[Items listed in a dataset]
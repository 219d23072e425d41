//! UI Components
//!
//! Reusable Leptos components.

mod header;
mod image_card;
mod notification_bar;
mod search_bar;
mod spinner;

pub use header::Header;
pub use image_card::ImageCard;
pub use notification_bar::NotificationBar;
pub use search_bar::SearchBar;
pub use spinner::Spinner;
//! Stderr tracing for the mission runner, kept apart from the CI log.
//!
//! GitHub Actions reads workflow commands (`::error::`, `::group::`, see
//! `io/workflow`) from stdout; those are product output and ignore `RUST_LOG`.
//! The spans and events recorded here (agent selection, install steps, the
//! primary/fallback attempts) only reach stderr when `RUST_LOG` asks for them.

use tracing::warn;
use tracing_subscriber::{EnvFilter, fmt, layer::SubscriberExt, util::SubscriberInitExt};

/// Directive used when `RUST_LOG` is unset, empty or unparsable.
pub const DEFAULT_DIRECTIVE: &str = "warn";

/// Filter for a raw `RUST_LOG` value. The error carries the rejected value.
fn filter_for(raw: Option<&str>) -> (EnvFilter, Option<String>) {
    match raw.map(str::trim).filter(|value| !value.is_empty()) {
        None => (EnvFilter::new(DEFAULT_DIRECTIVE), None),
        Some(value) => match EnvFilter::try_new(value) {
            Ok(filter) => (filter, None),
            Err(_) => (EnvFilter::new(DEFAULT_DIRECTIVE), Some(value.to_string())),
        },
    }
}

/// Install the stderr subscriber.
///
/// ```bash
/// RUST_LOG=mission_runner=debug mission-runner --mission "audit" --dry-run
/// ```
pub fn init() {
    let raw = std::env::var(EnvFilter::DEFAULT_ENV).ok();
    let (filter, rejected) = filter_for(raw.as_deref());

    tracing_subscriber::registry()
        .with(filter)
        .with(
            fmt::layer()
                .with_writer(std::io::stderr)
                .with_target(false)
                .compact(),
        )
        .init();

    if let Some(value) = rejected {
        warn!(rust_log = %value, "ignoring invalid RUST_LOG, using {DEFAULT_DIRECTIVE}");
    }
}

- [WORK ORDER] Using the entries above, output exactly the lines between the line holding "tracing_subscriber::registry()" and the line holding "if let Some(value)", end lines included, and nothing more.

- [WRITTEN RESPONSE]
    tracing_subscriber::registry()
        .with(filter)
        .with(
            fmt::layer()
                .with_writer(std::io::stderr)
                .with_target(false)
                .compact(),
        )
        .init();

    if let Some(value) = rejected {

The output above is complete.